The solid grained backdoor slams shut behind me locking the harsh autumn weather outside to wash away the mud, which has become my life. My still wet army boots tracking the wetness that falls from each step leaving a boot-sized track in its wake, tiny droplets splashing up off each stair as I take them two at a time running head first through the curtain that separated my room from the basement entertainment room. Stripping off my sweater and t-shirt heavy from the water collected on my thirty-minute ride home, I try to catch my own breath and smooth back the three inches of wet hair stuck to my face.
“Rod?” Benny’s voice echoing down the stairs as he closes the door behind himself, more whining than mad I think to myself. I can see his bike still collecting rain outside the small basement window. Its been raining for three days straight and still I feel unwashed by it’s relentless shower. I pull off my pants and throw them against the concrete wall making a wet thwaping sound that at the same time scares, thrills and encourages my destruction. I stand naked but my wet boxers locked in my space a mere curtain pull and yet Benny stands outside never allowing himself in.
“Knock fuckin’ knock?” in a way I wish he would. “Come on Rod I’m fucking soaked” He’s still out of breath.
“Fuck off Fag-nut” I pull off my boxers and slid myself into a clean and warm pair of Benny’s jogging pants, it’s normal for us Benny is like my little bro. He knows me better than anyone and I love him, he is the only family I have. Pulling on a fresh shirt and opening the curtain to let him in, he stands before me two years younger and about thirty pounds lighter.
“What’s your fucking damage?” He’s drenched to death in the same rain pooling from by discarded pants onto the floor.
“Your face asshole”
Letting himself in I catch a glimpse of the mud covering the back of his pants and elbows, I cant help but laugh did he really ride all the way home like that? “You really are an asshole you know that?” he begins to undress. “Oh and by the way next time you think it would be funny to throw someone ass first into a puddle, make sure they’re not carrying your FUCKING SHIT in their backpack” throws ten pounds of soaking school books.
I laugh picking at the mound of indecipherable wet paper. “Shit, Ward-and-June’ll have my ass”
“It’s your fuckin’ funeral” rummaging through the clean clothes I do have Benny stands before me bare chested and wet. I have been confused about this before. He pulls on one of the beaters we share kicking his shoes through the curtain and into the concrete area outside my room. The white beater clinging to his wet skin, he unlatches the large black belt holding up his soaked jeans, pulling at what used to be two white socks turned gray by the rain and dirt. He is my best friend that’s all, I love him like a brother.

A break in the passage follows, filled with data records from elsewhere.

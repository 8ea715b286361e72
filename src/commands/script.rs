//! The `script` command: loads a file of command lines onto the stack.

use async_trait::async_trait;
use std::path::Path;
use tracing::info;

use crate::engine::context::EngineContext;
use crate::engine::descriptor::{Descriptor, ParseMode};
use crate::engine::registry::{CommandCategory, CommandHandler, CommandHelp};
use crate::error::{QuillError, Result};

/// Extracts the runnable lines of a script: blanks and `#` comments skipped.
pub fn script_lines(content: &str) -> Vec<String> {
    content
        .lines()
        .map(str::trim_end)
        .filter(|line| {
            let trimmed = line.trim_start();
            !trimmed.is_empty() && !trimmed.starts_with('#')
        })
        .map(String::from)
        .collect()
}

/// Loads a script file and stages its lines for execution.
pub struct ScriptCommand;

#[async_trait]
impl CommandHandler for ScriptCommand {
    fn name(&self) -> &'static str {
        "script"
    }

    fn parse_mode(&self) -> ParseMode {
        ParseMode::Raw
    }

    fn help(&self) -> CommandHelp {
        CommandHelp {
            description: "Run a script file",
            usage: "\\script <path>",
            category: CommandCategory::ControlFlow,
        }
    }

    async fn execute(&self, ctx: &mut EngineContext, desc: &Descriptor) -> Result<()> {
        if desc.message.is_empty() {
            return Err(QuillError::dispatch("script requires a file path"));
        }

        let path = Path::new(&desc.message);
        let content = std::fs::read_to_string(path)
            .map_err(|e| QuillError::dispatch(format!("Failed to read script '{}': {e}", path.display())))?;

        let lines = script_lines(&content);
        info!(path = %path.display(), lines = lines.len(), "script loaded");

        // The stack is LIFO: the completion notice goes on first so it pops
        // last, then the lines in reverse so the first line pops first. The
        // notice is a Notice entry, not an echo, so it neither overwrites
        // `_output` nor passes the path through interpolation.
        ctx.stack
            .push_notice(format!("Script complete: {}", path.display()));
        for line in lines.iter().rev() {
            ctx.stack.push_command(line.clone());
        }
        Ok(())
    }
}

“What the hell” he allows the pants to fall to the floor stepping out and throwing them in my hamper “these are not going in with my shit.” I feel strangely comforted by his confidently exposed presence. He sits, wet ass and all, in my chair feet across my dresser to warm against the heat blowing down from the ceiling. I sprawl across my mattress in the center of the room looking up at Benny as he speaks. “PS you should be fucking happy I covered for you last night, what time did you get back in?”
“Ah fuck em, Ward’s a pussy” turning on the Xbox I watch a bright screen light up before me.
“You should have more respect for my parents, they’re letting you stay here so you can graduate, hopefully in the next millennia”
“Ah, fuck off, wanna play?”
“No” getting up. “I need to get dressed and back up stairs before dinner. You better be there tonight”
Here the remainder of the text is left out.